Stormie received the first double organ transplant - a heart to replace her damaged one, and a liver which, unlike her own, possessed the normal number of cholesterol receptors. Today, she is in nearly normal health.

Brown and Goldstein mused that someday new drugs based on their work might conceivably mean Americans could "have their steak and eat it, too," but they were careful to urge people to follow the low-fat, low-cholesterol dietary recommendations of the American Heart Association.

Although they have developed a skin test for patients born with too few cholesterol receptors, there is no similar test yet for acquired receptor deficiency, they added.

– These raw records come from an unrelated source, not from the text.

//! Poolwitness CLI: run the scenario matrix and print the report.

use clap::{ArgAction, Parser, ValueEnum};
use serde::Serialize;
use std::process;

use poolwitness::{
    apply_env_overrides, builtin_scenarios, Aggregator, HarnessConfig, LogCollector, LogLevel,
    PoolOptions, PoolPair, Report,
};

/// Success - every reproducible scenario held on every repetition.
const EXIT_SUCCESS: i32 = 0;
/// User error - bad arguments or environment values.
const EXIT_USER_ERROR: i32 = 1;
/// Test failure - at least one reproducible scenario failed.
const EXIT_TEST_FAILURE: i32 = 10;

#[derive(Parser, Debug)]
#[command(
    name = "poolwitness",
    version,
    about = "Verify that parallel reductions execute on their designated worker pool"
)]
struct Cli {
    /// Repetitions of every scenario
    #[arg(short = 't', long = "trials")]
    trials: Option<u32>,

    /// Range size per trial; the reduction spans [1, N]
    #[arg(short = 'n', long = "stream-size", value_parser = clap::value_parser!(u64).range(1..))]
    stream_size: Option<u64>,

    /// Worker count for each of the two pools
    #[arg(short = 'p', long = "parallelism", value_parser = clap::builder::RangedU64ValueParser::<usize>::new().range(1..4096))]
    parallelism: Option<usize>,

    /// Output format: human, json
    #[arg(short = 'f', long = "format", value_enum, default_value_t = Format::Human)]
    format: Format,

    /// Increase verbosity (-v, -vv)
    #[arg(short = 'v', long = "verbose", action = ArgAction::Count)]
    verbosity: u8,

    /// Suppress non-essential output
    #[arg(short = 'q', long = "quiet", action = ArgAction::SetTrue)]
    quiet: bool,
}

#[derive(ValueEnum, Clone, Copy, Debug, PartialEq, Eq)]
enum Format {
    /// The grouped console report.
    Human,
    /// The same report as pretty-printed JSON.
    Json,
}

/// JSON envelope: the effective configuration plus the report.
#[derive(Serialize)]
struct RunOutput<'a> {
    trials: u32,
    stream_size: u64,
    parallelism: usize,
    report: &'a Report,
}

fn main() {
    // Pools shut down on drop inside run(); exit only afterwards.
    let code = run();
    process::exit(code);
}

fn run() -> i32 {
    let cli = Cli::parse();

    let mut config = HarnessConfig::default();
    if let Err(err) = apply_env_overrides(&mut config) {
        eprintln!("poolwitness: {err}");
        return EXIT_USER_ERROR;
    }
    if let Some(trials) = cli.trials {
        config.trials = trials;
    }
    if let Some(stream_size) = cli.stream_size {
        config.stream_size = stream_size;
    }
    if let Some(parallelism) = cli.parallelism {
        config.parallelism = parallelism;
    }
    config.log_level = match (cli.quiet, cli.verbosity) {
        (true, _) => LogLevel::Error,
        (false, 0) => config.log_level,
        (false, 1) => LogLevel::Debug,
        (false, _) => LogLevel::Trace,
    };

    if !cli.quiet && cli.format == Format::Human {
        println!(
            "trials: {}, stream_size: {}, available_parallelism: {}, pool_parallelism: {}",
            config.trials,
            config.stream_size,
            poolwitness::pool::default_parallelism(),
            config.parallelism,
        );
    }

    let pools = PoolPair::new(PoolOptions {
        parallelism: config.parallelism,
        ..PoolOptions::default()
    });
    let mut log = LogCollector::new(4096).with_min_level(config.log_level);

    let scenarios = builtin_scenarios();
    let report = Aggregator::new(&config, &pools).run(&scenarios, &mut log);

    match cli.format {
        Format::Human => {
            if cli.verbosity > 0 {
                for entry in log.entries() {
                    println!("{entry}");
                }
                if log.total_dropped() > 0 {
                    println!("({} log entries dropped)", log.total_dropped());
                }
            }
            println!();
            println!("{report}");
        }
        Format::Json => {
            let output = RunOutput {
                trials: config.trials,
                stream_size: config.stream_size,
                parallelism: config.parallelism,
                report: &report,
            };
            match serde_json::to_string_pretty(&output) {
                Ok(rendered) => println!("{rendered}"),
                Err(err) => {
                    eprintln!("poolwitness: failed to render report: {err}");
                    return EXIT_USER_ERROR;
                }
            }
        }
    }

    if report.is_ok() {
        EXIT_SUCCESS
    } else {
        EXIT_TEST_FAILURE
    }
}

A number of drug companies, however, are working on drugs to increase the number of receptors, and several drugs already used to reduce blood cholesterol levels are now believed to work by increasing receptors, the doctors added.

After finding the LDL receptor itself, Brown, Goldstein and their colleagues have spent a dozen years understanding and finally, identifying the gene for that receptor.

Brown, Goldstein and their colleagues in Dallas, Richard Anderson, David Bilheimer, David Russell and Kenneth Luskey, are now working on other pieces of the cholesterol puzzle, including how cholesterol builds up on blood vessel walls and the workings of an apparently opposite receptor, for high density lipoprotein.